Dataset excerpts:
*** Block opens ***

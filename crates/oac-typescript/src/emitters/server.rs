use oac_core::Document;
use oac_core::error::CompileError;

use super::{EmitOptions, finish_file};
use crate::compile::operations::operation_sites;
use crate::compile::path_template::PathTemplate;
use crate::compile::{Compiler, TYPES, runtime};
use crate::context::Context;
use crate::formats::FormatRegistry;
use crate::fragment::{Code, quote};
use crate::code;

/// Namespace the server file imports `./server-types` under.
pub const SERVER_TYPES: &str = "ServerTypes";

/// Emit `server.ts`: an endpoint per operation and `routes(handlers)`, a
/// table the routing framework mounts. Paths use `:name` placeholders.
pub fn emit_server(doc: &Document, formats: &FormatRegistry, options: &EmitOptions) -> Result<String, CompileError> {
    let compiler = Compiler::new(doc, formats).with_namespace(TYPES);
    let mut ctx = Context::new();
    let mut body = Code::new();

    let sites = operation_sites(doc)?;
    for site in &sites {
        let handler_type = format!("{SERVER_TYPES}.{}", site.handler_type_name());
        body.append(compiler.compile_endpoint(&mut ctx, site, &handler_type)?);
        body.push("\n");
    }

    let route = runtime(&mut ctx, "Route");
    body.append(code!(
        "export function routes(handlers: {SERVER_TYPES}.Handlers): Array<{route}> {{\n  return [\n"
    ));
    for site in &sites {
        body.append(code!(
            "    {{ method: {}, path: {}, handle: (request) => {}(handlers[{}], request) }},\n",
            quote(site.method.as_str()),
            quote(&PathTemplate::parse(site.path).route_pattern()),
            site.endpoint_name(),
            quote(&site.name.camel_case)
        ));
    }
    body.push("  ];\n}\n");
    Ok(finish_file(&ctx, options, &[(SERVER_TYPES, "./server-types")], body))
}
impl FormatSpec {
    pub fn from_config(name: &str, config: &FormatConfig) -> Result<Self, ConfigError> {
        let template = |spec: &FunctionSpec| {
            ExprTemplate::new(&spec.param, &spec.body).map_err(|reason| ConfigError::InvalidFormat {
                format: name.to_string(),
                reason,
            })
        };
        if config.type_name.trim().is_empty() {
            return Err(ConfigError::InvalidFormat {
                format: name.to_string(),
                reason: "empty type".to_string(),
            });
        }
        Ok(Self {
            name: name.to_string(),
            type_name: config.type_name.clone(),
            parse: template(&config.parse)?,
            serialize: template(&config.serialize)?,
            instanceof: config.instanceof.as_ref().map(template).transpose()?,
            imports: config.imports.clone(),
        })
    }

    fn origin(&self) -> Origin {
        Origin::StringFormat(self.name.clone())
    }

    pub fn type_expr(&self) -> Code {
        Code::tagged(self.type_name.clone(), self.origin())
    }

    pub fn parse_expr(&self, value: &Code) -> Code {
        self.parse.apply(value, &self.origin())
    }

    pub fn serialize_expr(&self, value: &Code) -> Code {
        self.serialize.apply(value, &self.origin())
    }

    pub fn instance_test(&self, value: &Code) -> Option<Code> {
        self.instanceof
            .as_ref()
            .map(|template| template.apply(value, &self.origin()))
    }
}

/// Format name → spec. Built once per run, read-only afterwards.
#[derive(Debug, Clone, Default)]
pub struct FormatRegistry {
    formats: IndexMap<String, FormatSpec>,
}

impl FormatRegistry {
    /// The built-in formats; `uuid` imports its helpers from `runtime_module`.
    pub fn builtin(runtime_module: &str) -> Self {
        let mut registry = Self::default();
        let uuid_imports = IndexMap::from([(
            runtime_module.to_string(),
            vec![
                "Uuid".to_string(),
                "parseUuid".to_string(),
                "isUuid".to_string(),
            ],
        )]);
        let builtins: [(&str, &str, (&str, &str), (&str, &str), Option<(&str, &str)>); 7] = [
            ("uri", "URL", ("s", "new URL(s)"), ("u", "u.href"), Some(("v", "v instanceof URL"))),
            (
                "date-time",
                "Date",
                ("s", "new Date(s)"),
                ("d", "d.toISOString()"),
                Some(("v", "v instanceof Date")),
            ),
            (
                "http-date",
                "Date",
                ("s", "new Date(s)"),
                ("d", "d.toUTCString()"),
                Some(("v", "v instanceof Date")),
            ),
            ("uuid", "Uuid", ("s", "parseUuid(s)"), ("u", "u"), Some(("v", "isUuid(v)"))),
            ("ipv4", "string", ("s", "s"), ("s", "s"), None),
            ("ipv6", "string", ("s", "s"), ("s", "s"), None),
            ("password", "string", ("s", "s"), ("s", "s"), None),
        ];
        for (name, type_name, parse, serialize, instanceof) in builtins {
            registry.insert(FormatSpec {
                name: name.to_string(),
                type_name: type_name.to_string(),
                parse: ExprTemplate::parse(parse.0, parse.1),
                serialize: ExprTemplate::parse(serialize.0, serialize.1),
                instanceof: instanceof.map(|(param, body)| ExprTemplate::parse(param, body)),
                imports: if name == "uuid" {
                    uuid_imports.clone()
                } else {
                    IndexMap::new()
                },
            });
        }
        registry
    }

    /// Built-ins plus user declarations; user entries win.
    pub fn from_config(
        runtime_module: &str,
        formats: &IndexMap<String, FormatConfig>,
    ) -> Result<Self, ConfigError> {
        let mut registry = Self::builtin(runtime_module);
        for (name, config) in formats {
            registry.insert(FormatSpec::from_config(name, config)?);
        }
        Ok(registry)
    }

    pub fn insert(&mut self, spec: FormatSpec) {
        self.formats.insert(spec.name.clone(), spec);
    }

    pub fn get(&self, name: &str) -> Option<&FormatSpec> {
        self.formats.get(name)
    }

    /// Like [`get`](Self::get), but an unregistered format is a hard failure.
    pub fn require(&self, name: &str, schema: &Schema) -> Result<&FormatSpec, CompileError> {
        self.get(name).ok_or_else(|| CompileError::UnknownFormat {
            format: name.to_string(),
            schema: serde_json::to_string(schema).unwrap_or_else(|_| "<schema>".to_string()),
        })
    }

    pub fn names(&self) -> impl Iterator<Item = &str> {
        self.formats.keys().map(String::as_str)
    }
}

*** Block closes ***

How to complete this task: Every record above has to appear again, word for word.

Worked solution:
filename crates/oac-typescript/src/emitters/server.rs
use oac_core::Document;
use oac_core::error::CompileError;

use super::{EmitOptions, finish_file};
use crate::compile::operations::operation_sites;
use crate::compile::path_template::PathTemplate;
use crate::compile::{Compiler, TYPES, runtime};
use crate::context::Context;
use crate::formats::FormatRegistry;
use crate::fragment::{Code, quote};
use crate::code;

/// Namespace the server file imports `./server-types` under.
pub const SERVER_TYPES: &str = "ServerTypes";

/// Emit `server.ts`: an endpoint per operation and `routes(handlers)`, a
/// table the routing framework mounts. Paths use `:name` placeholders.
pub fn emit_server(doc: &Document, formats: &FormatRegistry, options: &EmitOptions) -> Result<String, CompileError> {
    let compiler = Compiler::new(doc, formats).with_namespace(TYPES);
    let mut ctx = Context::new();
    let mut body = Code::new();

    let sites = operation_sites(doc)?;
    for site in &sites {
        let handler_type = format!("{SERVER_TYPES}.{}", site.handler_type_name());
        body.append(compiler.compile_endpoint(&mut ctx, site, &handler_type)?);
        body.push("\n");
    }

    let route = runtime(&mut ctx, "Route");
    body.append(code!(
        "export function routes(handlers: {SERVER_TYPES}.Handlers): Array<{route}> {{\n  return [\n"
    ));
    for site in &sites {
        body.append(code!(
            "    {{ method: {}, path: {}, handle: (request) => {}(handlers[{}], request) }},\n",
            quote(site.method.as_str()),
            quote(&PathTemplate::parse(site.path).route_pattern()),
            site.endpoint_name(),
            quote(&site.name.camel_case)
        ));
    }
    body.push("  ];\n}\n");
    Ok(finish_file(&ctx, options, &[(SERVER_TYPES, "./server-types")], body))
}
impl FormatSpec {
    pub fn from_config(name: &str, config: &FormatConfig) -> Result<Self, ConfigError> {
        let template = |spec: &FunctionSpec| {
            ExprTemplate::new(&spec.param, &spec.body).map_err(|reason| ConfigError::InvalidFormat {
                format: name.to_string(),
                reason,
            })
        };
        if config.type_name.trim().is_empty() {
            return Err(ConfigError::InvalidFormat {
                format: name.to_string(),
                reason: "empty type".to_string(),
            });
        }
        Ok(Self {
            name: name.to_string(),
            type_name: config.type_name.clone(),
            parse: template(&config.parse)?,
            serialize: template(&config.serialize)?,
            instanceof: config.instanceof.as_ref().map(template).transpose()?,
            imports: config.imports.clone(),
        })
    }

    fn origin(&self) -> Origin {
        Origin::StringFormat(self.name.clone())
    }

    pub fn type_expr(&self) -> Code {
        Code::tagged(self.type_name.clone(), self.origin())
    }

    pub fn parse_expr(&self, value: &Code) -> Code {
        self.parse.apply(value, &self.origin())
    }

    pub fn serialize_expr(&self, value: &Code) -> Code {
        self.serialize.apply(value, &self.origin())
    }

    pub fn instance_test(&self, value: &Code) -> Option<Code> {
        self.instanceof
            .as_ref()
            .map(|template| template.apply(value, &self.origin()))
    }
}

/// Format name → spec. Built once per run, read-only afterwards.
#[derive(Debug, Clone, Default)]
pub struct FormatRegistry {
    formats: IndexMap<String, FormatSpec>,
}

impl FormatRegistry {
    /// The built-in formats; `uuid` imports its helpers from `runtime_module`.
    pub fn builtin(runtime_module: &str) -> Self {
        let mut registry = Self::default();
        let uuid_imports = IndexMap::from([(
            runtime_module.to_string(),
            vec![
                "Uuid".to_string(),
                "parseUuid".to_string(),
                "isUuid".to_string(),
            ],
        )]);
        let builtins: [(&str, &str, (&str, &str), (&str, &str), Option<(&str, &str)>); 7] = [
            ("uri", "URL", ("s", "new URL(s)"), ("u", "u.href"), Some(("v", "v instanceof URL"))),
            (
                "date-time",
                "Date",
                ("s", "new Date(s)"),
                ("d", "d.toISOString()"),
                Some(("v", "v instanceof Date")),
            ),
            (
                "http-date",
                "Date",
                ("s", "new Date(s)"),
                ("d", "d.toUTCString()"),
                Some(("v", "v instanceof Date")),
            ),
            ("uuid", "Uuid", ("s", "parseUuid(s)"), ("u", "u"), Some(("v", "isUuid(v)"))),
            ("ipv4", "string", ("s", "s"), ("s", "s"), None),
            ("ipv6", "string", ("s", "s"), ("s", "s"), None),
            ("password", "string", ("s", "s"), ("s", "s"), None),
        ];
        for (name, type_name, parse, serialize, instanceof) in builtins {
            registry.insert(FormatSpec {
                name: name.to_string(),
                type_name: type_name.to_string(),
                parse: ExprTemplate::parse(parse.0, parse.1),
                serialize: ExprTemplate::parse(serialize.0, serialize.1),
                instanceof: instanceof.map(|(param, body)| ExprTemplate::parse(param, body)),
                imports: if name == "uuid" {
                    uuid_imports.clone()
                } else {
                    IndexMap::new()
                },
            });
        }
        registry
    }

    /// Built-ins plus user declarations; user entries win.
    pub fn from_config(
        runtime_module: &str,
        formats: &IndexMap<String, FormatConfig>,
    ) -> Result<Self, ConfigError> {
        let mut registry = Self::builtin(runtime_module);
        for (name, config) in formats {
            registry.insert(FormatSpec::from_config(name, config)?);
        }
        Ok(registry)
    }

    pub fn insert(&mut self, spec: FormatSpec) {
        self.formats.insert(spec.name.clone(), spec);
    }

    pub fn get(&self, name: &str) -> Option<&FormatSpec> {
        self.formats.get(name)
    }

    /// Like [`get`](Self::get), but an unregistered format is a hard failure.
    pub fn require(&self, name: &str, schema: &Schema) -> Result<&FormatSpec, CompileError> {
        self.get(name).ok_or_else(|| CompileError::UnknownFormat {
            format: name.to_string(),
            schema: serde_json::to_string(schema).unwrap_or_else(|_| "<schema>".to_string()),
        })
    }

    pub fn names(&self) -> impl Iterator<Item = &str> {
        self.formats.keys().map(String::as_str)
    }
}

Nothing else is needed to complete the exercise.